Lines below containing the word "helper" should be copied out.
START Data under study
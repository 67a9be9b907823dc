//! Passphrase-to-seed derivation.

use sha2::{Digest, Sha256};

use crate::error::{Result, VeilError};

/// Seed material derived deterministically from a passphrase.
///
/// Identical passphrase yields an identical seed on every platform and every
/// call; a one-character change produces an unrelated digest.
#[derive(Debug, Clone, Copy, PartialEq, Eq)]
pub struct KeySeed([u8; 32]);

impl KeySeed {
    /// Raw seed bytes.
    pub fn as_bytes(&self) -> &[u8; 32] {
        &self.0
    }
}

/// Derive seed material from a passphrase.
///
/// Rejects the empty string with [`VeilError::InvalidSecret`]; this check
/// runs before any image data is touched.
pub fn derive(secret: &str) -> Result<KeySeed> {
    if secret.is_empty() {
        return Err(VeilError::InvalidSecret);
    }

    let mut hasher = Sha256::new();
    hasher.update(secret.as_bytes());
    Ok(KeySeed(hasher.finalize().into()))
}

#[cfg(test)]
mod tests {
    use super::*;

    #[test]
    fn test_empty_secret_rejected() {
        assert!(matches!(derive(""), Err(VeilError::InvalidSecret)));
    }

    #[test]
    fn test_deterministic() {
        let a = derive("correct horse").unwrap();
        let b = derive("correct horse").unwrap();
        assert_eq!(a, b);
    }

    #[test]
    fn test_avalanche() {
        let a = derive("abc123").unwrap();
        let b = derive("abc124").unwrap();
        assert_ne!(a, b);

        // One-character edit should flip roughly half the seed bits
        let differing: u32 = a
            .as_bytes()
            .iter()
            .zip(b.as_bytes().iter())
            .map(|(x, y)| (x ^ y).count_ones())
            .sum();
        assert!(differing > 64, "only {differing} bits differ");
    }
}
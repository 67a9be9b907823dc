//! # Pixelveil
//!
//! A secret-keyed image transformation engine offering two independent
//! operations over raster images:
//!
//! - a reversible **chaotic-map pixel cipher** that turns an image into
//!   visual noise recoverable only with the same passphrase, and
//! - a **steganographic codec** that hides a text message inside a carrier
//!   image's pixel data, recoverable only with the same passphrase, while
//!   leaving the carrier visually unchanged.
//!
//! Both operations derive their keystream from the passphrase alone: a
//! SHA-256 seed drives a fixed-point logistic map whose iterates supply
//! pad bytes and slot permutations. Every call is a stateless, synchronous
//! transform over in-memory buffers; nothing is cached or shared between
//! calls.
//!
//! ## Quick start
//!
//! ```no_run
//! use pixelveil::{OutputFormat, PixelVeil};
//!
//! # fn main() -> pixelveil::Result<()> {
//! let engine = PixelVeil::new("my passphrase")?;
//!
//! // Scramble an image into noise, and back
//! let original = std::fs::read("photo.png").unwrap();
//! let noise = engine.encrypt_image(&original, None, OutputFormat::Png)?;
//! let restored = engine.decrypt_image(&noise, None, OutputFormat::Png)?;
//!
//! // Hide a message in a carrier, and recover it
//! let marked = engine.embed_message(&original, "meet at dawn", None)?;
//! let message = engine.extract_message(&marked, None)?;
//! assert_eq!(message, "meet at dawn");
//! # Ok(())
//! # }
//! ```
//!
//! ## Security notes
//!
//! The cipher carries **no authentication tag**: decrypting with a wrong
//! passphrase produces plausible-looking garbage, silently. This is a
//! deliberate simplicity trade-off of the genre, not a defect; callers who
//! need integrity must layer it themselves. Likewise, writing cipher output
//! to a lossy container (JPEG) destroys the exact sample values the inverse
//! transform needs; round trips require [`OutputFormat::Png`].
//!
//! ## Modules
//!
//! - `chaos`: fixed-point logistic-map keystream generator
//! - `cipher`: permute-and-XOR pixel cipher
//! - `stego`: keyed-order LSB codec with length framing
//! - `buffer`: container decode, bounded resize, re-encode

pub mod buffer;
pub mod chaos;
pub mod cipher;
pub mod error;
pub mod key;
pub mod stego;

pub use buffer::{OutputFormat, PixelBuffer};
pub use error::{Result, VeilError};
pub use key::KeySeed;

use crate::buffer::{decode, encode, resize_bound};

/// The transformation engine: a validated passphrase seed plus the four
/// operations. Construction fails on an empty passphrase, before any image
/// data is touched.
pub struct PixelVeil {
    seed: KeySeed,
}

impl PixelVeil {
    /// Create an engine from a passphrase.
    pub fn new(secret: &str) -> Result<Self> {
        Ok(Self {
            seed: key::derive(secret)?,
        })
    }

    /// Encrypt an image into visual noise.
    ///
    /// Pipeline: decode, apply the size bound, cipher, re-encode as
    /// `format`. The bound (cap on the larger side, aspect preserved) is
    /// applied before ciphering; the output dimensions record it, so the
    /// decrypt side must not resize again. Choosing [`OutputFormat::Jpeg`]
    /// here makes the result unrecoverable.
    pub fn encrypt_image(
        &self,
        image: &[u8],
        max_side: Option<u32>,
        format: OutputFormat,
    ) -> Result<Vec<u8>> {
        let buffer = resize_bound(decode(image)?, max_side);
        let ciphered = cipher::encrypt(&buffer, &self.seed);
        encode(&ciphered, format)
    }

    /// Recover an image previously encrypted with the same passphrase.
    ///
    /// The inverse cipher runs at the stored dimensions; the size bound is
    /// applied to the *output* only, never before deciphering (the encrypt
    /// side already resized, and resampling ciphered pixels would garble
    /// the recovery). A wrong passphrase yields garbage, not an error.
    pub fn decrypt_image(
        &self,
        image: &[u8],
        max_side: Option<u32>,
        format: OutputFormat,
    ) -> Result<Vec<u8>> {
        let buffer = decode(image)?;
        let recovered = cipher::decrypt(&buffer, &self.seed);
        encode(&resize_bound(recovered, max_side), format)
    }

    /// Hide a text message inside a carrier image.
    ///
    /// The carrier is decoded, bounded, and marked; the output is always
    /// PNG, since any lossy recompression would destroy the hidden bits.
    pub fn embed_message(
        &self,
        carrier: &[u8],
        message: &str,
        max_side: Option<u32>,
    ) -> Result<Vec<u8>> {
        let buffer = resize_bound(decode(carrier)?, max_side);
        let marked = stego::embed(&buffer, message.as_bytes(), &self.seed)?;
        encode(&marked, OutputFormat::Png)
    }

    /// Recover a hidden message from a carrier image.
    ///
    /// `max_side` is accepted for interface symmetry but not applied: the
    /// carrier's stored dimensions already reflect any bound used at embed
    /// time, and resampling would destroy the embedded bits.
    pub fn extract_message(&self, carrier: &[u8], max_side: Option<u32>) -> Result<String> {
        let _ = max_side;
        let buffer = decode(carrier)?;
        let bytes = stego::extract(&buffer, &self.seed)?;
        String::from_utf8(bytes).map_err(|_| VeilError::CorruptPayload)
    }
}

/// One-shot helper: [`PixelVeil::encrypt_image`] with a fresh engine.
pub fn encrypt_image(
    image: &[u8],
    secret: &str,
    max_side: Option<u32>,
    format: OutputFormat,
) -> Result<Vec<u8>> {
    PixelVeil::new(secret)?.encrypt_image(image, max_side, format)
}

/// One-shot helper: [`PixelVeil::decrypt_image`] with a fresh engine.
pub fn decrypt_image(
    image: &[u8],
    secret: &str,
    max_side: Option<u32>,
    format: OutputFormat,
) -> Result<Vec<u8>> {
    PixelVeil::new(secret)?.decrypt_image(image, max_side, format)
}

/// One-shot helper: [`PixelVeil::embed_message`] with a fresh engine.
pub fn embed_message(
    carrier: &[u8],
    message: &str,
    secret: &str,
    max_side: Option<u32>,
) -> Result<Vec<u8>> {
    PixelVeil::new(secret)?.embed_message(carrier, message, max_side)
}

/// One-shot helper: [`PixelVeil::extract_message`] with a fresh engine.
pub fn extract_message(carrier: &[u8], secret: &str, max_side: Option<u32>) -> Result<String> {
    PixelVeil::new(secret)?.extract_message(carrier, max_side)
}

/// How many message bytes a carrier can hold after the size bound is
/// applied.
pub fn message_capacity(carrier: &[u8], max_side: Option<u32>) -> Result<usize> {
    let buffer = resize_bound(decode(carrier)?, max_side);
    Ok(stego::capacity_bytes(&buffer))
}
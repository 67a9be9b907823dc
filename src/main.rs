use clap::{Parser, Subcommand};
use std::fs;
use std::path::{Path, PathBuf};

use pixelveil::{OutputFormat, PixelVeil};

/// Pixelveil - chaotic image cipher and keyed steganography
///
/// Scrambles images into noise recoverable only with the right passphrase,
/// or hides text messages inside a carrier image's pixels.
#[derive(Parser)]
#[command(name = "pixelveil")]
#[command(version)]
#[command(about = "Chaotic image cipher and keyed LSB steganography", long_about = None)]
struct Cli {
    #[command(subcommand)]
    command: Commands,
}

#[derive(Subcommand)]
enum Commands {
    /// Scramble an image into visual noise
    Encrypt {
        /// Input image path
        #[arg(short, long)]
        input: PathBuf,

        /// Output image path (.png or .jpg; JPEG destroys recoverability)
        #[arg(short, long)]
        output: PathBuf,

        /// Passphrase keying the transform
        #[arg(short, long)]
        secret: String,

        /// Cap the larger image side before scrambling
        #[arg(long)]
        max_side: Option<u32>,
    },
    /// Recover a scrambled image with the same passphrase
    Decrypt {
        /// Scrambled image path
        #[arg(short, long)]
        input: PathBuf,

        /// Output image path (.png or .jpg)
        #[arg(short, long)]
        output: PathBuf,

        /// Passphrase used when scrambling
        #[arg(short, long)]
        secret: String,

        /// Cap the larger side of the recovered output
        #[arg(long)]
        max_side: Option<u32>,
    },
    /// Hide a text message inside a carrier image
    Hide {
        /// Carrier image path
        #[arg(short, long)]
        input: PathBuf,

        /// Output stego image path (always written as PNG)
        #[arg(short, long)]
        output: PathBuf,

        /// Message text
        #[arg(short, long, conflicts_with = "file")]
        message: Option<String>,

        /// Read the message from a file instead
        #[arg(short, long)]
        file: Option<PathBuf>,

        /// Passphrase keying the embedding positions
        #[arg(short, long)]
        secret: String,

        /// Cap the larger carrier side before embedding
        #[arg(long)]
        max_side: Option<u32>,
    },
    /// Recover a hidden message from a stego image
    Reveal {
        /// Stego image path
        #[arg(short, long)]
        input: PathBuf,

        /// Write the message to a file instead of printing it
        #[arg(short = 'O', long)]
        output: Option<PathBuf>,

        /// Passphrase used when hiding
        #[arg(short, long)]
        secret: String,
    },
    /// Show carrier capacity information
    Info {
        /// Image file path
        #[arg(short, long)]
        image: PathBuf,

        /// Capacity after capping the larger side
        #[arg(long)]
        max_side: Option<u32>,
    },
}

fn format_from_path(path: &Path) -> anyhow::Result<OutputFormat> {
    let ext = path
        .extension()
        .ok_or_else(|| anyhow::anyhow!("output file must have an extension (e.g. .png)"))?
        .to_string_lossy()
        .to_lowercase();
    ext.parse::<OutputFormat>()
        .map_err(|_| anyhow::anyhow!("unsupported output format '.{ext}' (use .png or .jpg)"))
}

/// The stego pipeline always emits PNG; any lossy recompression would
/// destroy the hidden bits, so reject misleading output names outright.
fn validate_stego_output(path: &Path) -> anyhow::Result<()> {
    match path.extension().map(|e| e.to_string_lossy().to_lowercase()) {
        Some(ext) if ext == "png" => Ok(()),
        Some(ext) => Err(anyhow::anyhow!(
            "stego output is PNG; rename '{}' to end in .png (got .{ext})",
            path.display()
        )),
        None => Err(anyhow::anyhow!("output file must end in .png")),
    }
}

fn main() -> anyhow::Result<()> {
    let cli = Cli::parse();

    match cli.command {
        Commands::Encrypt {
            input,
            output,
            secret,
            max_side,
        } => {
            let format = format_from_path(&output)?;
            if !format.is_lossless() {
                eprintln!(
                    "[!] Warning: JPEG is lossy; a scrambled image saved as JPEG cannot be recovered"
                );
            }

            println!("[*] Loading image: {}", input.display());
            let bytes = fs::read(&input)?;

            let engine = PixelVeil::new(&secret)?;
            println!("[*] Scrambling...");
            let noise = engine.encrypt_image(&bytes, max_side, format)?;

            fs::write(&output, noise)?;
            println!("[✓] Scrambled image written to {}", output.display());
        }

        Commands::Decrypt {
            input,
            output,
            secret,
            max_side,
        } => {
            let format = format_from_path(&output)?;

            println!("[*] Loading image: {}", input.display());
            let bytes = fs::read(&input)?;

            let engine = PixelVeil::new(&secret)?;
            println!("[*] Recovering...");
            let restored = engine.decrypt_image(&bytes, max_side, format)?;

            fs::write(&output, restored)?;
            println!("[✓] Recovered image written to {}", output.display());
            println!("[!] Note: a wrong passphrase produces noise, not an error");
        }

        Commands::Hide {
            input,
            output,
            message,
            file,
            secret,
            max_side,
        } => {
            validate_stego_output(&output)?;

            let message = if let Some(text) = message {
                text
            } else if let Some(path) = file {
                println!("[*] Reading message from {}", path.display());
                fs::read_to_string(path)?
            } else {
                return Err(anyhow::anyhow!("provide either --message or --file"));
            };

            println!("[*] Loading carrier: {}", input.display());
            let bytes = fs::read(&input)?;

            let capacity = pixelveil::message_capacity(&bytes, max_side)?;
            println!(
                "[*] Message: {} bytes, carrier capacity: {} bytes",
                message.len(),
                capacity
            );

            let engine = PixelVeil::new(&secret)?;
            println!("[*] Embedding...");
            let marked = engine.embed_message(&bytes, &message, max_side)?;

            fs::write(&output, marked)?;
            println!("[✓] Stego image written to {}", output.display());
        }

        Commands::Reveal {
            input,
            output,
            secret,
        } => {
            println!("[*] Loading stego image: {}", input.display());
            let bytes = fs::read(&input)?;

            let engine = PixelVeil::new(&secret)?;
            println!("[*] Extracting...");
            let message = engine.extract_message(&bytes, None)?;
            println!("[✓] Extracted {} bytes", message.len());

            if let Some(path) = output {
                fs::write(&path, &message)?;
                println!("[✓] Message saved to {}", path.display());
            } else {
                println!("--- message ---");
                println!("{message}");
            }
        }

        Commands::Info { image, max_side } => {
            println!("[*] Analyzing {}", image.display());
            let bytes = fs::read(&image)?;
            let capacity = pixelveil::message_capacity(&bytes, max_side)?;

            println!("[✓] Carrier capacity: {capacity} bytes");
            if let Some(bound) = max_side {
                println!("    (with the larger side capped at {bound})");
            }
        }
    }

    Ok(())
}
END Data under study
* Solution to this problem *
/// One-shot helper: [`PixelVeil::encrypt_image`] with a fresh engine.
/// One-shot helper: [`PixelVeil::decrypt_image`] with a fresh engine.
/// One-shot helper: [`PixelVeil::embed_message`] with a fresh engine.
/// One-shot helper: [`PixelVeil::extract_message`] with a fresh engine.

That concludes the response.